Natural power is the eminence of the faculties of body, or mind: as extraordinary strength, form, prudence, arts, eloquence, liberality, nobility. Instrumental are those powers which, acquired by these, or by fortune, are means and instruments to acquire more: as riches, reputation, friends, and the secret working of God, which men call good luck. For the nature of power, is, in this point, like to fame, increasing as it proceeds; or like the motion of heavy bodies, which, the further they go, make still the more haste.

In Book I, Chapter 10, Hobbes analyzes some basic societal conventions that contribute to a strong commonwealth. He begins with power as displayed in the exercise of reason. His discussion moves from how men reason, acquire knowledge, and express their passions to how they interact with each other. Hobbes sees personal advantages as means of power over others and he believes that one element of human nature is the struggle for power. However, as this passage makes clear, he expands the concept of power from physical compulsion to any means one person may have of influencing another.

So that in the first place, I put for a general inclination of all mankind a perpetual and restless desire of power after power, that ceaseth only in death. And the cause of this is not always that a man hopes for a more intensive delight than he has already attained to, or that he cannot be content with a moderate power, but because he cannot assure the power and means to live well, which hath present, without the acquisition of more. . . Competition of riches, honor, command, or other power inclineth to contention, enmity, and war, because the way of one competitor to the attaining of his desire is to kill, subdue, supplant, or repel the other.

In Book I, Chapter 11, “Of the Difference of Manners,” Hobbes analyzes why men behave in so many diverse ways. He begins with the assumption that people by nature aspire to increase their power no matter how much power they already possess. He recognizes that insecurity propels the desire for power as much as greed. Hobbes also assumes that men will desire power enough to kill. Hobbes’s view of human nature seems dark, often echoing the concept of original sin. He takes for granted the selfishness of humankind who will fight for their own interests first.

Hereby it is manifest that during the time men live without a common power to keep them all in awe, they are in that condition which is called war; and such a war is of every man against every man . . . In such condition there is no place for industry, because the fruit thereof is uncertain: and consequently no culture of the earth; no navigation, nor use of the commodities that may be imported by sea; no commodious building; no instruments of moving and removing such things as require much force; no knowledge of the face of the earth; no account of time; no arts; no letters; no society; and which is worst of all, continual fear, and danger of violent death; and the life of man, solitary, poor, nasty, brutish, and short.

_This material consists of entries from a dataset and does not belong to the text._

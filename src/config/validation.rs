//! Configuration validation.
//!
//! Serde handles syntax; this module checks value ranges and URLs. All
//! problems are collected so a bad file is reported in one pass.

use crate::config::schema::SiteConfig;

/// A single semantic problem in a configuration.
#[derive(Debug, Clone, PartialEq, thiserror::Error)]
#[error("{field}: {reason}")]
pub struct ValidationError {
    pub field: &'static str,
    pub reason: String,
}

impl ValidationError {
    fn new(field: &'static str, reason: impl Into<String>) -> Self {
        Self {
            field,
            reason: reason.into(),
        }
    }
}

/// Validate a parsed configuration.
pub fn validate_config(config: &SiteConfig) -> Result<(), Vec<ValidationError>> {
    let mut errors = Vec::new();

    if config.listener.bind_address.parse::<std::net::SocketAddr>().is_err() {
        errors.push(ValidationError::new(
            "listener.bind_address",
            format!("not a socket address: {}", config.listener.bind_address),
        ));
    }

    if config.timeouts.request_secs == 0 {
        errors.push(ValidationError::new("timeouts.request_secs", "must be > 0"));
    }

    match url::Url::parse(&config.site.base_url) {
        Ok(_) if config.site.base_url.ends_with('/') => {
            errors.push(ValidationError::new(
                "site.base_url",
                "must not end with '/'",
            ));
        }
        Ok(_) => {}
        Err(e) => errors.push(ValidationError::new("site.base_url", e.to_string())),
    }

    if config.site.postcode_prefixes.is_empty() {
        errors.push(ValidationError::new(
            "site.postcode_prefixes",
            "at least one covered prefix is required",
        ));
    }

    for page in &config.seo.pages {
        if !page.path.starts_with('/') {
            errors.push(ValidationError::new(
                "seo.pages",
                format!("path must start with '/': {}", page.path),
            ));
        }
        if !(0.0..=1.0).contains(&page.priority) {
            errors.push(ValidationError::new(
                "seo.pages",
                format!("priority out of range for {}: {}", page.path, page.priority),
            ));
        }
    }

    if !config.security.api_prefix.starts_with('/')
        || config.security.api_prefix.trim_end_matches('/').is_empty()
    {
        errors.push(ValidationError::new(
            "security.api_prefix",
            "must start with '/' and name a path segment",
        ));
    }

    if config.rate_limit.booking_limit == 0 {
        errors.push(ValidationError::new("rate_limit.booking_limit", "must be > 0"));
    }
    if config.rate_limit.booking_window_ms == 0 {
        errors.push(ValidationError::new("rate_limit.booking_window_ms", "must be > 0"));
    }
    if !(0.0..=1.0).contains(&config.rate_limit.sweep_probability) {
        errors.push(ValidationError::new(
            "rate_limit.sweep_probability",
            "must be between 0.0 and 1.0",
        ));
    }

    if let Some(store_url) = &config.knowledge.store_url {
        if let Err(e) = url::Url::parse(store_url) {
            errors.push(ValidationError::new("knowledge.store_url", e.to_string()));
        }
    }
    if config.knowledge.result_limit == 0 {
        errors.push(ValidationError::new("knowledge.result_limit", "must be > 0"));
    }

    if errors.is_empty() {
        Ok(())
    } else {
        Err(errors)
    }
}
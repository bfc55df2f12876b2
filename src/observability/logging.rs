//! Structured logging setup.
//!
//! `RUST_LOG` wins when set; otherwise the configured level applies to this
//! crate and tower-http request traces stay at info.

use tracing_subscriber::{layer::SubscriberExt, util::SubscriberInitExt, EnvFilter};

use crate::config::ObservabilityConfig;

/// Default filter directive for a configured level.
pub fn default_directive(config: &ObservabilityConfig) -> String {
    format!("brightpane={},tower_http=info", config.log_level)
}

/// Install the global subscriber. Call once at startup.
pub fn init_logging(config: &ObservabilityConfig) {
    tracing_subscriber::registry()
        .with(EnvFilter::try_from_default_env().unwrap_or_else(|_| default_directive(config).into()))
        .with(tracing_subscriber::fmt::layer())
        .init();
}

The most widely quoted words of Thomas Hobbes occur in Book I, Chapter 13, “Of the Natural Condition of Mankind as Concerning their Felicity and Misery.” Here, Hobbes states his thesis that men need a common power feared by all in order to live at peace. To make this argument, he points to the accomplishments of civilization. Hobbes’s generalizations do not stand up to close scrutiny. For example, one could argue that war encourages innovations in navigation and instruments of force. But the passage appeals to the deepest human fears and thus forces the reader to consider the benefits of government.